Dear all,
as it looks, edge is more picky about the encoding of URLs in the
location: header field (see e.g. recent entry in the OpenACS issue
tracker [1]). RFC 7231 states [2] that
Location = URI-reference
but as well:
Note: Some recipients attempt to recover from Location fields that
are not valid URI references. This specification does not mandate
or define such processing, but does allow it for the sake of robustness.
The BNF in [3] clear, that it has to be encoded (see snippet for path
segments)
URI-reference = URI / relative-ref
relative-ref = relative-part [ "?" query ] [ "#" fragment ]

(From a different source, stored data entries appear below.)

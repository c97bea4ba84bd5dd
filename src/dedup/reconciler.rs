//! Dataset Reconciliation
//!
//! Recombines the kept duplicates with the records that never had a
//! duplicate. The unioned table is outer-joined with the kept account ids:
//!
//! - left only: no duplicate resolution needed, record goes to the final table
//! - both: original rows of a resolved duplicate group, replaced by the kept row
//! - right only: a kept id with no origin, which should never happen
//!
//! The final table is the left-only rows followed by the kept rows. Count and
//! uniqueness checks run afterwards; failures are integrity warnings, the
//! result is still returned.

use crate::dedup::ranker::ScoredCandidate;
use crate::diagnostics::MergeIssue;
use crate::record::CandidateRecord;
use rustc_hash::{FxHashMap, FxHashSet};
use serde::Serialize;

/// Which side of the outer join a row came from
#[derive(Debug, Clone, Copy, PartialEq, Eq, Serialize)]
#[serde(rename_all = "snake_case")]
pub enum MergeSide {
    LeftOnly,
    Both,
    RightOnly,
}

impl MergeSide {
    pub fn as_str(&self) -> &'static str {
        match self {
            MergeSide::LeftOnly => "left_only",
            MergeSide::Both => "both",
            MergeSide::RightOnly => "right_only",
        }
    }
}

/// Outcome of recombining one year
#[derive(Debug, Clone, Default)]
pub struct Reconciliation {
    /// Unioned rows whose account has no kept duplicate
    pub left_only: Vec<CandidateRecord>,
    /// Unioned rows whose account was resolved
    pub both: Vec<CandidateRecord>,
    /// Kept rows whose account is missing from the unioned table
    pub right_only: Vec<CandidateRecord>,
    /// Canonical output for the year
    pub final_records: Vec<CandidateRecord>,
    pub issues: Vec<MergeIssue>,
}

impl Reconciliation {
    pub fn is_consistent(&self) -> bool {
        self.issues.is_empty()
    }
}

/// Merge kept duplicates back into the unioned table
///
/// `singleton_count` is the grouper's count, used to cross-check the join.
pub fn reconcile(
    unioned: &[CandidateRecord],
    kept: &[&ScoredCandidate],
    singleton_count: usize,
) -> Reconciliation {
    let kept_ids: FxHashSet<&str> = kept.iter().map(|c| c.record.account_id.as_str()).collect();
    let unioned_ids: FxHashSet<&str> = unioned.iter().map(|r| r.account_id.as_str()).collect();

    let mut left_only = Vec::new();
    let mut both = Vec::new();
    for record in unioned {
        if kept_ids.contains(record.account_id.as_str()) {
            both.push(record.clone());
        } else {
            left_only.push(record.clone());
        }
    }

    let mut issues = Vec::new();

    let right_only: Vec<CandidateRecord> = kept
        .iter()
        .filter(|c| !unioned_ids.contains(c.record.account_id.as_str()))
        .map(|c| c.record.clone())
        .collect();
    for record in &right_only {
        issues.push(MergeIssue::KeptWithoutOrigin {
            account_id: record.account_id.clone(),
        });
    }

    let mut final_records = left_only.clone();
    final_records.extend(kept.iter().map(|c| c.record.clone()));

    if left_only.len() != singleton_count {
        issues.push(MergeIssue::SingletonCountMismatch {
            left_only: left_only.len(),
            singletons: singleton_count,
        });
    }

    let expected = singleton_count + kept.len();
    if final_records.len() != expected {
        issues.push(MergeIssue::RowCountMismatch {
            expected,
            actual: final_records.len(),
            singletons: singleton_count,
            kept: kept.len(),
        });
    }

    let mut occurrences: FxHashMap<&str, usize> = FxHashMap::default();
    for record in &final_records {
        *occurrences.entry(record.account_id.as_str()).or_insert(0) += 1;
    }
    let mut repeated: Vec<(&str, usize)> = occurrences
        .into_iter()
        .filter(|(_, count)| *count > 1)
        .collect();
    repeated.sort_unstable();
    for (account_id, count) in repeated {
        issues.push(MergeIssue::DuplicateInFinal {
            account_id: account_id.to_string(),
            count,
        });
    }

    Reconciliation {
        left_only,
        both,
        right_only,
        final_records,
        issues,
    }
}

#[cfg(test)]
mod tests {
    use super::*;
    use crate::dedup::grouper::group_duplicates;
    use crate::dedup::ranker::rank_duplicates;
    use crate::diagnostics::DiagnosticsContext;
    use crate::record::Profile;
    use crate::scoring::ScoreCalculator;

    fn record(id: &str, profile: i64) -> CandidateRecord {
        CandidateRecord::new(id, Profile::from_code(profile), "Scope 1", "S1")
            .with_base_year(2020)
            .with_coverage(90.0)
            .with_target_years(&[2030])
    }

    fn resolve(unioned: &[CandidateRecord]) -> (Reconciliation, usize) {
        let partition = group_duplicates(unioned);
        let mut ctx = DiagnosticsContext::new();
        let ranked = rank_duplicates(&partition, &ScoreCalculator::default(), 2020, &mut ctx);
        let kept = ranked.kept();
        (reconcile(unioned, &kept, partition.singletons.len()), partition.singletons.len())
    }

    #[test]
    fn test_final_is_singletons_then_kept() {
        let unioned = vec![record("A", 1), record("B", 1), record("A", 2), record("C", 4)];
        let (result, singletons) = resolve(&unioned);

        assert!(result.is_consistent(), "{:?}", result.issues);
        assert_eq!(singletons, 2);
        assert_eq!(result.left_only.len(), 2);
        assert_eq!(result.both.len(), 2);
        assert!(result.right_only.is_empty());

        let ids: Vec<&str> = result.final_records.iter().map(|r| r.account_id.as_str()).collect();
        assert_eq!(ids, vec!["B", "C", "A"]);
        assert_eq!(result.final_records[2].profile, Profile::SequentialTargets);
    }

    #[test]
    fn test_no_duplicates_final_equals_singletons() {
        let unioned = vec![record("A", 1), record("B", 2)];
        let (result, _) = resolve(&unioned);

        assert!(result.is_consistent());
        assert!(result.both.is_empty());
        assert_eq!(result.final_records, unioned);
    }

    #[test]
    fn test_kept_without_origin_is_reported() {
        let unioned = vec![record("A", 1)];
        let mut ctx = DiagnosticsContext::new();
        let foreign = vec![record("Z", 1), record("Z", 2)];
        let ranked = rank_duplicates(&group_duplicates(&foreign), &ScoreCalculator::default(), 2020, &mut ctx);
        let kept = ranked.kept();

        let result = reconcile(&unioned, &kept, 1);

        assert_eq!(result.right_only.len(), 1);
        assert!(result.issues.contains(&MergeIssue::KeptWithoutOrigin { account_id: "Z".to_string() }));
        assert_eq!(result.final_records.len(), 2);
    }

    #[test]
    fn test_count_mismatch_is_reported() {
        let unioned = vec![record("A", 1), record("B", 1)];
        let result = reconcile(&unioned, &[], 1);

        assert!(result
            .issues
            .iter()
            .any(|i| matches!(i, MergeIssue::SingletonCountMismatch { left_only: 2, singletons: 1 })));
        assert!(result
            .issues
            .iter()
            .any(|i| matches!(i, MergeIssue::RowCountMismatch { expected: 1, actual: 2, .. })));
    }

    #[test]
    fn test_duplicate_in_final_is_reported() {
        // Feeding the raw unioned table without grouping leaves both "A" rows on the left
        let unioned = vec![record("A", 1), record("A", 2)];
        let result = reconcile(&unioned, &[], 2);

        assert!(result
            .issues
            .contains(&MergeIssue::DuplicateInFinal { account_id: "A".to_string(), count: 2 }));
    }
}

relative-part = "//" authority path-abempty
/ path-absolute
/ path-noscheme
/ path-empty
path-abempty = *( "/" segment )
path-absolute = "/" [ segment-nz *( "/" segment ) ]
path-noscheme = segment-nz-nc *( "/" segment )
path-rootless = segment-nz *( "/" segment )
path-empty = 0<pchar>
segment = *pchar
segment-nz = 1*pchar
segment-nz-nc = 1*( unreserved / pct-encoded / sub-delims / "@" )
; non-zero-length segment without any colon ":"
pchar = unreserved / pct-encoded / sub-delims / ":" / "@"
Naviserver passes the URL as is from e.g. a ns_returnredirect to the
"Location:" field.
So the question is, should ns
a) take care about this encoding b) take care about this encoding via
optional flag c) do nothing and leave the responsibility to the
application programmer (current situation) d) provide a warning when an
"obviously" unencoded url is passed to ns_returnredirect
I think, (a) is not useful, since ns can't decide from the string,
whether a "/" in the part is e.g. a delimiter or part of the segment.
Furthermore, it would break existing programs that encode already the
urls correctly. (b) might be useful in simple cases.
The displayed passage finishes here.